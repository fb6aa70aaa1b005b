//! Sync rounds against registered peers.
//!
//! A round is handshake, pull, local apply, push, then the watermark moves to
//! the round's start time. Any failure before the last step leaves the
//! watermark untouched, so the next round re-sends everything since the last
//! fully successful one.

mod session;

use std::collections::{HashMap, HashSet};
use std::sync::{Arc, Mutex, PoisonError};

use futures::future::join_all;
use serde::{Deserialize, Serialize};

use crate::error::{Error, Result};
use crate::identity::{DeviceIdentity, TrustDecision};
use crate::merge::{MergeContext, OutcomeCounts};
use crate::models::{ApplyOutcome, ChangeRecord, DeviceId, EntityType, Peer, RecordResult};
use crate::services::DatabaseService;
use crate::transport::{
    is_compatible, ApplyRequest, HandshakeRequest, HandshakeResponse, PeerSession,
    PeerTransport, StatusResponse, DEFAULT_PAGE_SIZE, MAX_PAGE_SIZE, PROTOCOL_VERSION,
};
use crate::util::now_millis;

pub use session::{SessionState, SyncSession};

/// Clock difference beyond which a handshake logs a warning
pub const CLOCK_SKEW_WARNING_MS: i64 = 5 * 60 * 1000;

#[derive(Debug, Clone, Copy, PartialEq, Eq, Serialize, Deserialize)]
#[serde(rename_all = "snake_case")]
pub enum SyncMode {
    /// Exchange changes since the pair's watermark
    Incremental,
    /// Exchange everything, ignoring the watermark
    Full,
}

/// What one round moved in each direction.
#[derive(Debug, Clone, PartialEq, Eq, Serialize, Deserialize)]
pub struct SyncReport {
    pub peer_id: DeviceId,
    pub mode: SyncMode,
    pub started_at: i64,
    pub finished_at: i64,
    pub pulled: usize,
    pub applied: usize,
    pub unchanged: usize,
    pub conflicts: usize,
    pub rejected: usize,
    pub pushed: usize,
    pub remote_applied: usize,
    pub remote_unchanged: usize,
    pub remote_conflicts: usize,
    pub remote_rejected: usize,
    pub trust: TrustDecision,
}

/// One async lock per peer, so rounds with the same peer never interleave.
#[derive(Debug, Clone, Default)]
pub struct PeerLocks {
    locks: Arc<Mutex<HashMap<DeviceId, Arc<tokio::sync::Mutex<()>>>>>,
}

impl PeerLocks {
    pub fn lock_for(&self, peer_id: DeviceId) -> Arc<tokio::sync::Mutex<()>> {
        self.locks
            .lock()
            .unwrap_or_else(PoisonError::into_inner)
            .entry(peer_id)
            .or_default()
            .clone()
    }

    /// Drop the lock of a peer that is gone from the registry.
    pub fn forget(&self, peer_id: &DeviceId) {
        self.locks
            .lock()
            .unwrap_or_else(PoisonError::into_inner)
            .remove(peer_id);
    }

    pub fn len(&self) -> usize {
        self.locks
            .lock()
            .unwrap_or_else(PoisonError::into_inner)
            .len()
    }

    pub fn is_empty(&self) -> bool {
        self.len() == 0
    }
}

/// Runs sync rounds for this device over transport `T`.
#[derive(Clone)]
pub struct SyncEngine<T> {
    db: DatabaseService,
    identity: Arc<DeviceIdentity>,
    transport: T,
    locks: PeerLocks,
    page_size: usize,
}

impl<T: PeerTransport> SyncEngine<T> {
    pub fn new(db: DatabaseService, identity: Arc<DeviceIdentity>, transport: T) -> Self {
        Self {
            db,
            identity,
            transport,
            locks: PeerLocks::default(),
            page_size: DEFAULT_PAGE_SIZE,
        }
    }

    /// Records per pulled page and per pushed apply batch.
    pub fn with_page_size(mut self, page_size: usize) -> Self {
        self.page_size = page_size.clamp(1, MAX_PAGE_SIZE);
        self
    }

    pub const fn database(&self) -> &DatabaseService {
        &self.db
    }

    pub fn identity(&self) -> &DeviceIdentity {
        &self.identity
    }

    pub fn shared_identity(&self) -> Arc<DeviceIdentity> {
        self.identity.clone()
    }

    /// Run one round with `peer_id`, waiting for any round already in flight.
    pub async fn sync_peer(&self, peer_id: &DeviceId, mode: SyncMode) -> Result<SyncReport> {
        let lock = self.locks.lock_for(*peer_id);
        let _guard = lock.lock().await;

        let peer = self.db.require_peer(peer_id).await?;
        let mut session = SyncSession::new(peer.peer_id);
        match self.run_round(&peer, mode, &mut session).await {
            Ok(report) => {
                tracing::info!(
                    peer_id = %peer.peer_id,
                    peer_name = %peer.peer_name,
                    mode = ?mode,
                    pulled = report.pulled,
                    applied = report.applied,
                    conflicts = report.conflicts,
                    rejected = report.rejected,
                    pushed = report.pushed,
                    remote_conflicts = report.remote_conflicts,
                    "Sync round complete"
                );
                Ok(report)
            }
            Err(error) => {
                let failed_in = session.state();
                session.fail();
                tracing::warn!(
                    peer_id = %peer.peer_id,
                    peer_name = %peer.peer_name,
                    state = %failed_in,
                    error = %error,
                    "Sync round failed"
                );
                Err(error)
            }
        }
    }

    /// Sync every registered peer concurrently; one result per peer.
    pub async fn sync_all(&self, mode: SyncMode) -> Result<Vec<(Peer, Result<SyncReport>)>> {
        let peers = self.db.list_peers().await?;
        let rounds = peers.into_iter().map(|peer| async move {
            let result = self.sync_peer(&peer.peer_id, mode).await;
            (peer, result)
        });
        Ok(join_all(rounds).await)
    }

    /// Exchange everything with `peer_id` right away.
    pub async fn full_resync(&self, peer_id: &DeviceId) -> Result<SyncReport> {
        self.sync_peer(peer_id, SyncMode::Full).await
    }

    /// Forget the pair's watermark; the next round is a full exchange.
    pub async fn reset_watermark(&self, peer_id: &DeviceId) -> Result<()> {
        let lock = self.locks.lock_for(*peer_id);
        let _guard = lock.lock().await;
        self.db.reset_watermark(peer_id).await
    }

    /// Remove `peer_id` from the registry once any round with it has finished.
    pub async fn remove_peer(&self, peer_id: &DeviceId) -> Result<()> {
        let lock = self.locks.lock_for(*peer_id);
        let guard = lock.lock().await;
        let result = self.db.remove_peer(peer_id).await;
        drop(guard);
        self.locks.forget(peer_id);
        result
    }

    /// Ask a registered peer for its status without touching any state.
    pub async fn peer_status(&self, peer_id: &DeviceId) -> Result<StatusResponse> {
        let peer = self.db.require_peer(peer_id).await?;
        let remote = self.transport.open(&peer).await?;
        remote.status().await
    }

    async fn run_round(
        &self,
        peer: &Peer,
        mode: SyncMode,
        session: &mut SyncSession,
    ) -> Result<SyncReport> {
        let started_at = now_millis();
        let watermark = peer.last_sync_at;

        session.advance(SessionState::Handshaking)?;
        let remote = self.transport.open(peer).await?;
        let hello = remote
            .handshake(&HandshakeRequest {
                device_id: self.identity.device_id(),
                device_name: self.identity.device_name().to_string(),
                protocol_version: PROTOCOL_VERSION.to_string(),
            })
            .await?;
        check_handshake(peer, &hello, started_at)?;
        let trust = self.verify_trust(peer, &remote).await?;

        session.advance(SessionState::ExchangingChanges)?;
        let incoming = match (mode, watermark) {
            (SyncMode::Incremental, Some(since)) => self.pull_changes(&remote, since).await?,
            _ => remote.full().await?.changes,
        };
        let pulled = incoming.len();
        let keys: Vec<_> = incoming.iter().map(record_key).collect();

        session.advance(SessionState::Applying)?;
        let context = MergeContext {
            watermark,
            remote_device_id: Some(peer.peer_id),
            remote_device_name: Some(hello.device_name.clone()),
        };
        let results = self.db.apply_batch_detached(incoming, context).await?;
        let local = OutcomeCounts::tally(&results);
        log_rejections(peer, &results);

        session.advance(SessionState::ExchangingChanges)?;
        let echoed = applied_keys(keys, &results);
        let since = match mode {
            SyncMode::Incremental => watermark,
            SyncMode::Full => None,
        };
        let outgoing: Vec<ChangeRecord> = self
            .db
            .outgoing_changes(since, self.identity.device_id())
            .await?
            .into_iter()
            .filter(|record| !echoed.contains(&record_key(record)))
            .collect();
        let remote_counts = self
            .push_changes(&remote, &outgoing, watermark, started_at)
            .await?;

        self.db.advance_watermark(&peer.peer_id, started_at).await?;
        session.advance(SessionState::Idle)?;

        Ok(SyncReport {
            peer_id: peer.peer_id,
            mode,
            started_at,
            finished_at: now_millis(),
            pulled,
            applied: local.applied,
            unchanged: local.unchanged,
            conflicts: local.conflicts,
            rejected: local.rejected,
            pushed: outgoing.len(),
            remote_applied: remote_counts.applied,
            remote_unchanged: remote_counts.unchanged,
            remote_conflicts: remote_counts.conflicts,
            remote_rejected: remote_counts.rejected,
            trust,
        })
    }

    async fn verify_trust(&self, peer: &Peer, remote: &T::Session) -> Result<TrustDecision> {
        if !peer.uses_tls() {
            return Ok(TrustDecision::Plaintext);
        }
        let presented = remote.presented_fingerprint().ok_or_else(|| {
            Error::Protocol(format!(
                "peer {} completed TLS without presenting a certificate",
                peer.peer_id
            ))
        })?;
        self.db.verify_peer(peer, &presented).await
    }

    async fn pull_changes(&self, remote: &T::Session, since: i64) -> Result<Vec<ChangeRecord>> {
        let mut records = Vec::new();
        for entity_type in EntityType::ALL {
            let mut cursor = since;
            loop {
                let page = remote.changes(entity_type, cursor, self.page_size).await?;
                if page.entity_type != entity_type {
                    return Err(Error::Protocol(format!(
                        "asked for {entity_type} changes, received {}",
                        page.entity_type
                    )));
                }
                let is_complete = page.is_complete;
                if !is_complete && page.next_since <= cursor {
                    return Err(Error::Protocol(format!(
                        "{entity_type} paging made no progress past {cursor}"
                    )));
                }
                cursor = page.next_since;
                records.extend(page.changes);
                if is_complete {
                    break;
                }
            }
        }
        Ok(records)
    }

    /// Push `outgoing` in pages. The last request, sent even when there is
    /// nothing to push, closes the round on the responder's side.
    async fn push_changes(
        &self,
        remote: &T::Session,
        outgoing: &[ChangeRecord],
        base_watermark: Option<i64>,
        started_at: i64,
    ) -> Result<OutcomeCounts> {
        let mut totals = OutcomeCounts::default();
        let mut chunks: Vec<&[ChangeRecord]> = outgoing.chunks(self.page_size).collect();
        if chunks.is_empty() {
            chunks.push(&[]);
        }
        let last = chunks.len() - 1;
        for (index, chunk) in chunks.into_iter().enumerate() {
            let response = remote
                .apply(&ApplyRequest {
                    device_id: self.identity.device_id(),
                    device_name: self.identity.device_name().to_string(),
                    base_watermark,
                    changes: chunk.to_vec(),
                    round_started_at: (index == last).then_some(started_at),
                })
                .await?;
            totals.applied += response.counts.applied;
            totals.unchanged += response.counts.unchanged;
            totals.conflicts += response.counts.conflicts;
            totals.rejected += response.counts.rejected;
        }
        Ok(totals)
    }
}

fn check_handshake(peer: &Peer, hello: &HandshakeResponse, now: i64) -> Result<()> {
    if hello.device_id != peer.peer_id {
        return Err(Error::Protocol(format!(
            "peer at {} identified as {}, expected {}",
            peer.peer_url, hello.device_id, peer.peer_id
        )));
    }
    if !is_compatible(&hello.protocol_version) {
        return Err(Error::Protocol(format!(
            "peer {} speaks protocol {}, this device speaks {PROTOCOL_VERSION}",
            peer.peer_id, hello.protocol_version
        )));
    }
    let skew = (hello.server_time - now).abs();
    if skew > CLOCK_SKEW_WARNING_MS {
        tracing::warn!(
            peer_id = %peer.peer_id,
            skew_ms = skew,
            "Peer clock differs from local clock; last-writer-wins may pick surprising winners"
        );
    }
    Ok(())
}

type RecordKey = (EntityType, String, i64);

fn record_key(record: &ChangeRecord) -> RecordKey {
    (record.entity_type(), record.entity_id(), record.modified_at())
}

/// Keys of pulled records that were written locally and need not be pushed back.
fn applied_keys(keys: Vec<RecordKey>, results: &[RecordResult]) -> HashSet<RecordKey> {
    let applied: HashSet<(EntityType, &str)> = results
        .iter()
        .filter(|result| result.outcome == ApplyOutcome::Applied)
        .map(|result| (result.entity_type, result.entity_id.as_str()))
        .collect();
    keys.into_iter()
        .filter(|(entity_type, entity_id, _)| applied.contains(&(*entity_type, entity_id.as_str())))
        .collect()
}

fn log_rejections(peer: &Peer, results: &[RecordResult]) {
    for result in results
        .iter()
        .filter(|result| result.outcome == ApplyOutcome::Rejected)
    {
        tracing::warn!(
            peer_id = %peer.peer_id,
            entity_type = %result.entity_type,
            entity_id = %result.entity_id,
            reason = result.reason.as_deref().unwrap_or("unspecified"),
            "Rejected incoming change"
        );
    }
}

* WHAT IS NEEDED *
Using the records above, restate word for word the lines from the one with "log_rejections(peer, &results);" through the one with "self.db.advance_watermark(&peer.peer_id, started_at).await?;", both included.

* EXERCISE RESPONSE *
        log_rejections(peer, &results);

        session.advance(SessionState::ExchangingChanges)?;
        let echoed = applied_keys(keys, &results);
        let since = match mode {
            SyncMode::Incremental => watermark,
            SyncMode::Full => None,
        };
        let outgoing: Vec<ChangeRecord> = self
            .db
            .outgoing_changes(since, self.identity.device_id())
            .await?
            .into_iter()
            .filter(|record| !echoed.contains(&record_key(record)))
            .collect();
        let remote_counts = self
            .push_changes(&remote, &outgoing, watermark, started_at)
            .await?;

        self.db.advance_watermark(&peer.peer_id, started_at).await?;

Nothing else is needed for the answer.